Visual spoofing: say you have a forum with a user named "admin" that everyone knows to trust. Someone else could register a user account named "аdmin" (the first letter is the cyrillic letter a), and trick others into thinking they were the site admin. This is mostly a technique for social-engineering: it's unlikely that any software will mix up the users. (This specific example could be partially addressed by having the site add special formatting or flair near the admin's name, making profile names be links to profile pages which show the user's activity history and join date, etc., so users could identify others in ways besides their visible forgeable name. This is a more general issue that isn't exclusive to unicode support: users could also name themselves other misleading names like "<site> Support", "admin " with a space, "admim", etc.)

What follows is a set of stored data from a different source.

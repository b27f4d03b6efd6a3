//! Response types for RAG queries

use serde::{Deserialize, Serialize};

use super::document::{Metadata, RetrievedDocument};

/// Answer with source attribution, as returned by `POST /query`
#[derive(Debug, Clone, PartialEq, Serialize, Deserialize)]
pub struct AnswerResponse {
    /// Generated answer
    pub answer: String,
    /// Metadata of the documents used, in retrieval order
    #[serde(default)]
    pub sources: Vec<Metadata>,
}

impl AnswerResponse {
    /// Build a response from the generated answer and the documents that fed it
    pub fn from_documents(answer: impl Into<String>, documents: &[RetrievedDocument]) -> Self {
        Self {
            answer: answer.into(),
            sources: documents.iter().map(|d| d.metadata.clone()).collect(),
        }
    }
}

/// Error body returned on any failure
#[derive(Debug, Clone, PartialEq, Eq, Serialize, Deserialize)]
pub struct ErrorResponse {
    /// Failure description
    pub detail: String,
}
//! HTTP server for the RAG service

pub mod routes;
pub mod state;

use axum::{http::StatusCode, routing::get, Router};
use std::future::Future;
use std::net::SocketAddr;
use tower_http::{
    compression::CompressionLayer,
    cors::{Any, CorsLayer},
    trace::TraceLayer,
};

use crate::config::RagConfig;
use crate::error::{Error, Result};
use state::AppState;

/// RAG HTTP Server
pub struct RagServer {
    config: RagConfig,
    state: AppState,
}

impl RagServer {
    /// Create a server, constructing the pipeline from `config`
    pub async fn new(config: RagConfig) -> Result<Self> {
        let state = AppState::new(config.clone()).await?;
        Ok(Self { config, state })
    }

    /// Create a server around existing state
    pub fn with_state(state: AppState) -> Self {
        Self {
            config: state.config().clone(),
            state,
        }
    }

    /// Build the router with all routes
    pub fn build_router(&self) -> Router {
        let router = Router::new()
            .route("/health", get(health_check))
            .route("/ready", get(readiness))
            .merge(routes::root_routes())
            .with_state(self.state.clone())
            .layer(TraceLayer::new_for_http())
            .layer(CompressionLayer::new());

        if self.config.server.enable_cors {
            router.layer(
                CorsLayer::new()
                    .allow_origin(Any)
                    .allow_methods(Any)
                    .allow_headers(Any),
            )
        } else {
            router
        }
    }

    /// Start the server
    pub async fn start(self) -> Result<()> {
        let addr: SocketAddr = self
            .address()
            .parse()
            .map_err(|e| Error::Config(format!("Invalid address: {}", e)))?;

        let router = self.build_router();
        let state = self.state.clone();

        tracing::info!("Starting RAG server on http://{}", addr);

        let listener = tokio::net::TcpListener::bind(addr)
            .await
            .map_err(|e| Error::Config(format!("Failed to bind: {}", e)))?;

        axum::serve(listener, router)
            .with_graceful_shutdown(drain_on(state, ctrl_c()))
            .await
            .map_err(|e| Error::internal(format!("Server error: {}", e)))?;

        Ok(())
    }

    /// Get the server address
    pub fn address(&self) -> String {
        format!("{}:{}", self.config.server.host, self.config.server.port)
    }
}

/// Health check endpoint
async fn health_check() -> &'static str {
    "OK"
}

/// Readiness check endpoint
async fn readiness(state: axum::extract::State<AppState>) -> StatusCode {
    if state.is_ready() {
        StatusCode::OK
    } else {
        StatusCode::SERVICE_UNAVAILABLE
    }
}

/// Wait for `signal`, then report not ready while in-flight requests finish
async fn drain_on<F>(state: AppState, signal: F)
where
    F: Future<Output = ()>,
{
    signal.await;
    state.set_ready(false);
    tracing::info!("Shutting down");
}

async fn ctrl_c() {
    if let Err(e) = tokio::signal::ctrl_c().await {
        tracing::error!("Failed to listen for shutdown signal: {}", e);
        std::future::pending::<()>().await;
    }
}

Normalization: certain characters like "ö" can be represented in multiple ways. It could either be the single character U+00F6 (LATIN SMALL LETTER O WITH DIAERESIS), or the two characters U+0061 U+0308 (LATIN SMALL LETTER O + COMBINING DIAERESIS). Normalization is the process of converting all text to the combined or decomposed form. If you consistently never use normalization or always use normalization, then you won't run into issues. However, if you sometimes do, you can have security issues:
For example, OS X normalizes unicode in filenames. Say you had a website without any normalization-related code running on an OS X server where whenever a user registered, a file was created with their name, and you used a database without any normalization to keep track of usernames that were already registered in order to prevent names being re-registered. If you had a user named "foö" (using U+00F6), then someone else could register an account named "foö" (U+0061 U+0308), and the site would allow it but would overwrite the file created by the first "foö" user. To solve this, you would either need to make your application normalize consistently throughout the whole application, or you would need to check for collisions whenever you cross some boundary that does normalization differently (when a user registers and you need to make a file for them, open the file in exclusive mode so that it will fail if the file already exists, and you can block the new user from being registered).